We headed over to Quail Ridge Books so that I could meet an author who I have come to love, respect, and who inspired me to start this blog. I mean she didn’t say to me “Angela, you should really write a blog. People want to know what you are thinking everyday of your life. You are so cool.” But I can pretend she at least said the last part and feel confident enough about my self and my struggles to post them publicly for the world (or all 5 of you. Hi Sheila.) to read. I had packed up all of her books that I owned, my pillow that she designed and Noah got me for Christmas, and some random “Travel Trash” (junk food) in a bag the night before and was ready to get her to sign it all. The event was sold out but I had purchased a signing line ticket so I could at least get a chance to meet her, tell her thank you, get her to put her name on some stuff and pretend that we were friends for a hot 5 seconds.
When we pulled in to the book store parking lot there was a line of people around the building. My heart sunk. My first thought was that I was never going to get in to see her. Then I started thinking about Noah and Eli and how they were going to have to be standing in the cold with me. Then I started to panic. Noah calmed me down and assured me that it would be fine. If Eli got fussy he would just go for a walk or chill with him in the car. I guess Eli knew I was stressed about everything because I do not think I have ever seen him so happy. We were just chilling in that signing line, waiting for her to finish talking and start signing, and he was in the best mood. He was cooing and talking to anyone who would listen. He flirted with the book store workers, the other people in line. There was even a couple who had their child there as well. He bonded with them and by the end of the afternoon we traded information and made plans to meet up for dinner in the future.

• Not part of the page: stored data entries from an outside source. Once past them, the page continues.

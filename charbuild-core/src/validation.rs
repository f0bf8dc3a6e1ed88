//! Whole-character validation.
//!
//! Validation never blocks edits. It is run on demand and its result is
//! stored next to the character, not inside it.

use crate::attributes::validate_attribute_allocation;
use crate::catalog::Catalog;
use crate::character::{Character, LevelEntry, ValidationResult};
use crate::config::EngineConfig;
use crate::error::RulesError;
use crate::feats::{feat_prerequisites, feat_slots, slots_at_level};
use crate::skills::skill_points_for_level;
use std::collections::{BTreeMap, BTreeSet};

/// The character as it stood right after `level` was taken.
pub fn snapshot_at_level(character: &Character, level: u8) -> Character {
    let mut snapshot = character.clone();
    snapshot.levels.truncate(level as usize);
    snapshot.total_level = snapshot.levels.len() as u8;
    snapshot.recompute_skill_ranks();
    snapshot
}

fn check_structure(character: &Character, config: &EngineConfig, result: &mut ValidationResult) {
    if character.total_level > config.max_level {
        result.error(format!(
            "Total level {} exceeds the maximum of {}",
            character.total_level, config.max_level
        ));
    }

    if character.levels.len() != character.total_level as usize {
        result.error(format!(
            "Total level is {} but {} levels are recorded",
            character.total_level,
            character.levels.len()
        ));
    }

    for (index, entry) in character.levels.iter().enumerate() {
        let position = index + 1;
        if entry.level as usize != position {
            result.error(format!(
                "Level entry {} is numbered {}",
                position, entry.level
            ));
        }
        if entry.attribute_increase.is_some() && !LevelEntry::grants_attribute_increase(entry.level) {
            result.error(format!(
                "Level {} has an attribute increase but is not a multiple of 4",
                entry.level
            ));
        }
        if entry.unspent_skill_points < 0 {
            result.error(format!("Level {} has negative unspent skill points", entry.level));
        }
    }
}

fn check_skill_cache(character: &Character, result: &mut ValidationResult) {
    let mut expected = character.clone();
    expected.recompute_skill_ranks();

    let skills: BTreeSet<&String> = character
        .skill_ranks
        .keys()
        .chain(expected.skill_ranks.keys())
        .collect();
    for skill in skills {
        let cached = character.skill_ranks.get(skill).copied().unwrap_or(0);
        let summed = expected.skill_ranks.get(skill).copied().unwrap_or(0);
        if cached != summed {
            result.error(format!(
                "Skill '{}' caches {} ranks but levels sum to {}",
                skill, cached, summed
            ));
        }
    }
}

fn check_levels(
    character: &Character,
    catalog: &Catalog,
    config: &EngineConfig,
    result: &mut ValidationResult,
) {
    for entry in &character.levels {
        let level = entry.level;

        if let Some(class) = catalog.class(&entry.class_id) {
            let die = class.hit_die.sides();
            if !(1..=die).contains(&entry.hit_points_gained) {
                result.error(format!(
                    "Level {}: {} hit points is outside 1..={}",
                    level, entry.hit_points_gained, die
                ));
            }
        }

        match skill_points_for_level(character, level, catalog) {
            Ok(points) if points.remaining_points < 0 => {
                result.error(format!(
                    "Level {}: {} skill points overspent",
                    level, -points.remaining_points
                ));
            }
            Ok(_) => {}
            Err(RulesError::UnknownClass(class_id)) => {
                result.warning(format!(
                    "Level {}: class '{}' not found in catalog",
                    level, class_id
                ));
            }
            Err(err) => result.error(err.to_string()),
        }

        if entry.chosen_feats.is_empty() {
            continue;
        }
        let snapshot = snapshot_at_level(character, level);
        for feat_id in &entry.chosen_feats {
            match catalog.feat(feat_id) {
                Some(feat) => {
                    let eligibility = feat_prerequisites(&snapshot, feat, catalog, config);
                    if !eligibility.can_select {
                        result.warning(format!(
                            "Level {}: {} prerequisites not met ({})",
                            level,
                            feat.name,
                            eligibility.reasons.join(", ")
                        ));
                    }
                }
                None => result.warning(format!("Level {}: unknown feat '{}'", level, feat_id)),
            }
        }
    }

    let slots = feat_slots(character, catalog);
    let chosen: BTreeMap<u8, usize> = character
        .levels
        .iter()
        .map(|l| (l.level, l.chosen_feats.len()))
        .collect();
    for (level, count) in chosen {
        let available = slots_at_level(&slots, level);
        if count > available {
            result.warning(format!(
                "Level {}: {} feats chosen for {} slots",
                level, count, available
            ));
        }
    }
}

/// Check the level history against the progression rules.
pub fn validate_character_progression(
    character: &Character,
    catalog: &Catalog,
    config: &EngineConfig,
) -> ValidationResult {
    let mut result = ValidationResult::new();
    check_structure(character, config, &mut result);
    check_skill_cache(character, &mut result);
    check_levels(character, catalog, config, &mut result);
    result
}

/// Attribute allocation plus progression.
pub fn validate_character(
    character: &Character,
    catalog: &Catalog,
    config: &EngineConfig,
) -> ValidationResult {
    validate_attribute_allocation(&character.base_attributes, config.point_buy_budget)
        .merge(validate_character_progression(character, catalog, config))
}

#[cfg(test)]
mod tests {
    use super::*;
    use crate::testing::{character_with_levels, fixture_catalog};

    #[test]
    fn test_fresh_character_is_valid() {
        let catalog = fixture_catalog();
        let character = character_with_levels("human", &["fighter", "fighter"]);
        let result = validate_character(&character, &catalog, &EngineConfig::default());
        assert!(result.valid, "{:?}", result.errors);
        assert!(result.warnings.is_empty());
    }

    #[test]
    fn test_level_count_mismatch() {
        let catalog = fixture_catalog();
        let mut character = character_with_levels("human", &["fighter"]);
        character.total_level = 2;
        let result = validate_character_progression(&character, &catalog, &EngineConfig::default());
        assert!(!result.valid);
        assert!(result.errors.iter().any(|e| e.contains("levels are recorded")));
    }

    #[test]
    fn test_negative_unspent_from_stored_data() {
        // Commands clamp this to zero; only loaded documents can carry it.
        let catalog = fixture_catalog();
        let mut character = character_with_levels("human", &["fighter"]);
        character.levels[0].unspent_skill_points = -3;
        let result = validate_character_progression(&character, &catalog, &EngineConfig::default());
        assert!(!result.valid);
        assert!(result.errors.iter().any(|e| e.contains("negative unspent skill points")));
    }

    #[test]
    fn test_over_max_level() {
        let catalog = fixture_catalog();
        let character = character_with_levels("human", &["fighter"; 3]);
        let config = EngineConfig::default().with_max_level(2);
        let result = validate_character_progression(&character, &catalog, &config);
        assert!(result.errors.iter().any(|e| e.contains("exceeds the maximum")));
    }

    #[test]
    fn test_skill_cache_drift() {
        let catalog = fixture_catalog();
        let mut character = character_with_levels("human", &["rogue"]);
        character.skill_ranks.insert("hide".to_string(), 3);
        let result = validate_character_progression(&character, &catalog, &EngineConfig::default());
        assert!(result.errors.iter().any(|e| e.contains("'hide'")));
    }

    #[test]
    fn test_overspent_level() {
        let catalog = fixture_catalog();
        let mut character = character_with_levels("dwarf", &["fighter"]);
        character
            .level_mut(1)
            .unwrap()
            .skill_ranks_this_level
            .insert("hide".to_string(), 5);
        character.recompute_skill_ranks();
        let result = validate_character_progression(&character, &catalog, &EngineConfig::default());
        assert_eq!(result.errors, vec!["Level 1: 2 skill points overspent".to_string()]);
    }

    #[test]
    fn test_unknown_class_is_warning() {
        let catalog = fixture_catalog();
        let character = character_with_levels("human", &["mystic"]);
        let result = validate_character_progression(&character, &catalog, &EngineConfig::default());
        assert!(result.valid);
        assert!(result.warnings.iter().any(|w| w.contains("'mystic'")));
    }

    #[test]
    fn test_feat_prerequisites_checked_at_their_level() {
        let catalog = fixture_catalog();
        let mut character = character_with_levels("human", &["fighter", "fighter", "fighter"]);
        character.base_attributes.dexterity = 13;
        // Blooded at level 1 stays legal after later levels.
        character.level_mut(1).unwrap().add_feat("blooded");
        // Mobility before Dodge is flagged.
        character.level_mut(2).unwrap().add_feat("mobility");
        character.level_mut(3).unwrap().add_feat("dodge");

        let result = validate_character_progression(&character, &catalog, &EngineConfig::default());
        assert!(result.valid);
        assert_eq!(result.warnings.len(), 1);
        assert!(result.warnings[0].starts_with("Level 2: Mobility"));
    }

    #[test]
    fn test_too_many_feats_for_slots() {
        let catalog = fixture_catalog();
        let mut character = character_with_levels("dwarf", &["rogue", "rogue"]);
        character.level_mut(2).unwrap().add_feat("alertness");
        let result = validate_character_progression(&character, &catalog, &EngineConfig::default());
        assert!(result
            .warnings
            .iter()
            .any(|w| w == "Level 2: 1 feats chosen for 0 slots"));
    }

    #[test]
    fn test_attribute_errors_merge() {
        let catalog = fixture_catalog();
        let mut character = character_with_levels("human", &["fighter"]);
        character.base_attributes.strength = 20;
        let result = validate_character(&character, &catalog, &EngineConfig::default());
        assert!(!result.valid);
    }

    #[test]
    fn test_snapshot_at_level() {
        let character = character_with_levels("human", &["fighter", "rogue", "wizard"]);
        let snapshot = snapshot_at_level(&character, 2);
        assert_eq!(snapshot.total_level, 2);
        assert_eq!(snapshot.levels.len(), 2);
        assert!(!snapshot.has_class("wizard"));
    }
}
//! Fluent character builder.
//!
//! Collects a name, race, point-buy scores and a level plan, then replays it
//! through the [`RulesEngine`] so the result is exactly what the command
//! sequence would produce interactively. Feats are checked as they are
//! placed and the finished character must validate.

use crate::catalog::{ClassId, FeatId, RaceId, SkillId};
use crate::character::{Attribute, AttributePatch, Attributes, Character, ValidationResult};
use crate::feats::can_select_feat;
use crate::rules::{apply_effects, BuilderState, Command, Resolution, RulesEngine};
use std::collections::BTreeMap;
use thiserror::Error;

/// Error from character building.
#[derive(Debug, Clone, PartialEq, Eq, Error)]
pub enum BuilderError {
    #[error("Character name is required")]
    MissingName,

    #[error("Race selection is required")]
    MissingRace,

    #[error("Race {0} is not in the catalog")]
    UnknownRace(RaceId),

    #[error("Class {0} is not in the catalog")]
    UnknownClass(ClassId),

    #[error("Feat {0} is not in the catalog")]
    UnknownFeat(FeatId),

    #[error("Level {level} in {class_id} was rejected: {note}")]
    LevelRejected { level: u8, class_id: ClassId, note: String },

    #[error("Level {level}: cannot take {feat_id} ({})", .reasons.join(", "))]
    FeatRejected {
        level: u8,
        feat_id: FeatId,
        reasons: Vec<String>,
    },

    #[error("Character is invalid: {}", .0.errors.join("; "))]
    Invalid(ValidationResult),
}

/// One planned level.
#[derive(Debug, Clone, PartialEq, Eq)]
pub struct PlannedLevel {
    pub class_id: ClassId,
    /// `None` takes the hit die maximum.
    pub hit_points: Option<i32>,
    pub attribute_increase: Option<Attribute>,
    pub skills: BTreeMap<SkillId, i32>,
    pub feats: Vec<FeatId>,
}

impl PlannedLevel {
    pub fn new(class_id: impl Into<ClassId>) -> Self {
        Self {
            class_id: class_id.into(),
            hit_points: None,
            attribute_increase: None,
            skills: BTreeMap::new(),
            feats: Vec::new(),
        }
    }
}

/// Builder for characters.
#[derive(Debug, Clone, Default)]
pub struct CharacterBuilder {
    name: Option<String>,
    race_id: Option<RaceId>,
    attributes: AttributePatch,
    alignment: Option<String>,
    description: Option<String>,
    levels: Vec<PlannedLevel>,
}

impl CharacterBuilder {
    pub fn new() -> Self {
        Self::default()
    }

    pub fn name(mut self, name: impl Into<String>) -> Self {
        self.name = Some(name.into());
        self
    }

    pub fn race(mut self, race_id: impl Into<RaceId>) -> Self {
        self.race_id = Some(race_id.into());
        self
    }

    /// Set every base attribute.
    pub fn attributes(mut self, attributes: Attributes) -> Self {
        self.attributes = AttributePatch::from_attributes(&attributes);
        self
    }

    /// Set one base attribute; the rest stay at 10.
    pub fn attribute(mut self, attribute: Attribute, value: i32) -> Self {
        self.attributes = self.attributes.set(attribute, value);
        self
    }

    pub fn alignment(mut self, alignment: impl Into<String>) -> Self {
        self.alignment = Some(alignment.into());
        self
    }

    pub fn description(mut self, description: impl Into<String>) -> Self {
        self.description = Some(description.into());
        self
    }

    /// Plan a level at maximum hit points.
    pub fn level(mut self, class_id: impl Into<ClassId>) -> Self {
        self.levels.push(PlannedLevel::new(class_id));
        self
    }

    /// Plan a level with explicit hit points.
    pub fn level_with_hp(mut self, class_id: impl Into<ClassId>, hit_points: i32) -> Self {
        let mut planned = PlannedLevel::new(class_id);
        planned.hit_points = Some(hit_points);
        self.levels.push(planned);
        self
    }

    /// Plan several levels at maximum hit points.
    pub fn levels(mut self, class_id: &str, count: u8) -> Self {
        for _ in 0..count {
            self.levels.push(PlannedLevel::new(class_id));
        }
        self
    }

    /// Add a feat to the most recently planned level.
    pub fn feat(mut self, feat_id: impl Into<FeatId>) -> Self {
        if let Some(last) = self.levels.last_mut() {
            last.feats.push(feat_id.into());
        }
        self
    }

    /// Put ranks into a skill at the most recently planned level.
    pub fn skill(mut self, skill_id: impl Into<SkillId>, ranks: i32) -> Self {
        if let Some(last) = self.levels.last_mut() {
            last.skills.insert(skill_id.into(), ranks);
        }
        self
    }

    /// Pick the attribute raised at the most recently planned level.
    pub fn attribute_increase(mut self, attribute: Attribute) -> Self {
        if let Some(last) = self.levels.last_mut() {
            last.attribute_increase = Some(attribute);
        }
        self
    }

    pub fn planned_levels(&self) -> &[PlannedLevel] {
        &self.levels
    }

    /// Replay the plan through the engine.
    pub fn build(self, engine: &RulesEngine) -> Result<Character, BuilderError> {
        let name = self.name.ok_or(BuilderError::MissingName)?;
        let race_id = self.race_id.ok_or(BuilderError::MissingRace)?;
        if engine.catalog().race(&race_id).is_none() {
            return Err(BuilderError::UnknownRace(race_id));
        }

        let mut state = BuilderState::new();
        run(engine, &mut state, Command::CreateCharacter { name, race_id });
        run(
            engine,
            &mut state,
            Command::UpdateAttributes {
                patch: self.attributes,
            },
        );
        if self.alignment.is_some() {
            run(
                engine,
                &mut state,
                Command::SetAlignment {
                    alignment: self.alignment,
                },
            );
        }

        for (index, planned) in self.levels.into_iter().enumerate() {
            let level = index as u8 + 1;
            if engine.catalog().class(&planned.class_id).is_none() {
                return Err(BuilderError::UnknownClass(planned.class_id));
            }

            let resolution = run(
                engine,
                &mut state,
                Command::AddLevel {
                    class_id: planned.class_id.clone(),
                    hit_points_gained: planned.hit_points.unwrap_or(i32::MAX),
                },
            );
            if resolution.is_noop() {
                return Err(BuilderError::LevelRejected {
                    level,
                    class_id: planned.class_id,
                    note: resolution.note,
                });
            }

            if let Some(attribute) = planned.attribute_increase {
                run(engine, &mut state, Command::SetAttributeIncrease { level, attribute });
            }
            if !planned.skills.is_empty() {
                run(
                    engine,
                    &mut state,
                    Command::UpdateSkills {
                        skills: planned.skills,
                    },
                );
            }
            for feat_id in planned.feats {
                check_feat(engine, &state, level, &feat_id)?;
                run(engine, &mut state, Command::AddFeatToLevel { level, feat_id });
            }
        }

        if let Some(result) = engine.validate(&state) {
            if !result.valid {
                return Err(BuilderError::Invalid(result));
            }
        }

        let mut character = state.character.ok_or(BuilderError::MissingName)?;
        character.description = self.description;
        Ok(character)
    }
}

fn run(engine: &RulesEngine, state: &mut BuilderState, command: Command) -> Resolution {
    let resolution = engine.resolve(state, command);
    apply_effects(state, &resolution.effects);
    resolution
}

fn check_feat(engine: &RulesEngine, state: &BuilderState, level: u8, feat_id: &str) -> Result<(), BuilderError> {
    let feat = engine
        .catalog()
        .feat(feat_id)
        .ok_or_else(|| BuilderError::UnknownFeat(feat_id.to_string()))?;
    let Some(character) = state.character.as_ref() else {
        return Err(BuilderError::MissingName);
    };
    let eligibility = can_select_feat(character, feat, engine.catalog(), engine.config());
    if eligibility.can_select {
        Ok(())
    } else {
        Err(BuilderError::FeatRejected {
            level,
            feat_id: feat_id.to_string(),
            reasons: eligibility.reasons,
        })
    }
}

#[cfg(test)]
mod tests {
    use super::*;
    use crate::progression::base_attack_bonus;

    #[test]
    fn test_build_fighter() {
        let engine = RulesEngine::standard();
        let character = CharacterBuilder::new()
            .name("Brom")
            .race("dwarf")
            .attribute(Attribute::Strength, 16)
            .attribute(Attribute::Constitution, 14)
            .alignment("lawful neutral")
            .level("fighter")
            .feat("power_attack")
            .feat("cleave")
            .skill("discipline", 4)
            .levels("fighter", 3)
            .attribute_increase(Attribute::Strength)
            .description("A stubborn shieldbearer.")
            .build(&engine)
            .expect("Build should succeed");

        assert_eq!(character.total_level, 4);
        assert_eq!(character.level(1).unwrap().hit_points_gained, 10);
        assert!(character.level(1).unwrap().chosen_feats.contains("cleave"));
        assert_eq!(character.skill_ranks.get("discipline"), Some(&4));
        assert_eq!(character.level(4).unwrap().attribute_increase, Some(Attribute::Strength));
        assert_eq!(character.alignment.as_deref(), Some("lawful neutral"));
        assert_eq!(character.description.as_deref(), Some("A stubborn shieldbearer."));
        assert_eq!(base_attack_bonus(&character, engine.catalog()), 4);
    }

    #[test]
    fn test_missing_name_error() {
        let engine = RulesEngine::standard();
        let result = CharacterBuilder::new().race("human").level("fighter").build(&engine);
        assert_eq!(result.unwrap_err(), BuilderError::MissingName);
    }

    #[test]
    fn test_unknown_class_error() {
        let engine = RulesEngine::standard();
        let result = CharacterBuilder::new()
            .name("Nobody")
            .race("human")
            .level("mystic")
            .build(&engine);
        assert_eq!(result.unwrap_err(), BuilderError::UnknownClass("mystic".to_string()));
    }

    #[test]
    fn test_feat_prerequisites_enforced() {
        let engine = RulesEngine::standard();
        let err = CharacterBuilder::new()
            .name("Quick")
            .race("human")
            .attribute(Attribute::Dexterity, 14)
            .level("rogue")
            .feat("mobility")
            .build(&engine)
            .unwrap_err();
        match err {
            BuilderError::FeatRejected { level, feat_id, reasons } => {
                assert_eq!(level, 1);
                assert_eq!(feat_id, "mobility");
                assert_eq!(reasons, vec!["Requires feat: Dodge".to_string()]);
            }
            other => panic!("unexpected error: {other}"),
        }
    }

    #[test]
    fn test_invalid_attributes_rejected() {
        let engine = RulesEngine::standard();
        let err = CharacterBuilder::new()
            .name("Giant")
            .race("human")
            .attribute(Attribute::Strength, 20)
            .build(&engine)
            .unwrap_err();
        assert!(matches!(err, BuilderError::Invalid(_)));
    }

    #[test]
    fn test_level_cap_rejects_extra_levels() {
        let engine = RulesEngine::new(
            crate::catalog::Catalog::standard(),
            crate::config::EngineConfig::default().with_max_level(2),
        );
        let err = CharacterBuilder::new()
            .name("Eager")
            .race("human")
            .levels("wizard", 3)
            .build(&engine)
            .unwrap_err();
        assert!(matches!(err, BuilderError::LevelRejected { level: 3, .. }));
    }
}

We were in that line for over an hour with no sign of even getting inside anytime soon. A lady came out of the book store and handed her ticket to the other couple with the baby. “Take it. Take the baby inside. I don’t have anything I need signed.” The couple felt so bad but I assured them it was fine and they should go. There little girl was only 5 months and needed the warmth more than we did. Not 5 min later, one of the employees came and got me and Noah. “Jenny would like for you guys to come inside. She understand what it is like to be traveling with a child.” Jenny knew about me? She said to come in? I felt like I had been let into OZ by the little Guard. So we came in and tucked ourselves towards the back of the store. At which point another employee came up to us and said “We are going to move you all to the front of the line.” I thought I was going to fall over. It was like the stars were all lining up. It was a moment where I don’t think anything could have been more right. My son was happy. My husband was holding my hand. My favorite author and undoubtedly one of my heroes was less than 6 feet in front of me. The best part was, I was able to step back and see it all. I could breathe. Even if it was only for one second. I was just there, seeing it all, feeling it all in real time. I was not worried about what was next or what had happened before. All that mattered was that moment.
I met her. It was everything I wanted it to be and more. She said exactly what I hoped she would. It was like someone had handed her a script that had been printed from my head. I teared up, but got myself in check fairly quickly. She didn’t seem to mind. I get the feeling that happens to her quite a bit.
At the moment I am going to have to leave my amazing day at that. I have more, but I cannot keep my eyes open.
My head is full and happy.
My heart is full and happy.
What more could anyone need?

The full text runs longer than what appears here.